• [Description of the task] Scan the records below, and wherever a line has the word "protocol", pull it out.
—————
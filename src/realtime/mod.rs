//! Real-time updates via WebSocket
//!
//! Clients call the messages service over a socket and receive every mutation
//! published to the channel they belong to.

mod channels;
mod events;
mod protocol;
mod server;

pub use channels::{Channels, ConnectionId, EVERYBODY};
pub use events::{EventType, RealtimeEvent};
pub use protocol::{CallParams, ClientFrame, ServerFrame, METHOD_SEPARATOR};
pub use server::{handle_frame, router};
—————
• [Answer to this task]
mod protocol;
pub use protocol::{CallParams, ClientFrame, ServerFrame, METHOD_SEPARATOR};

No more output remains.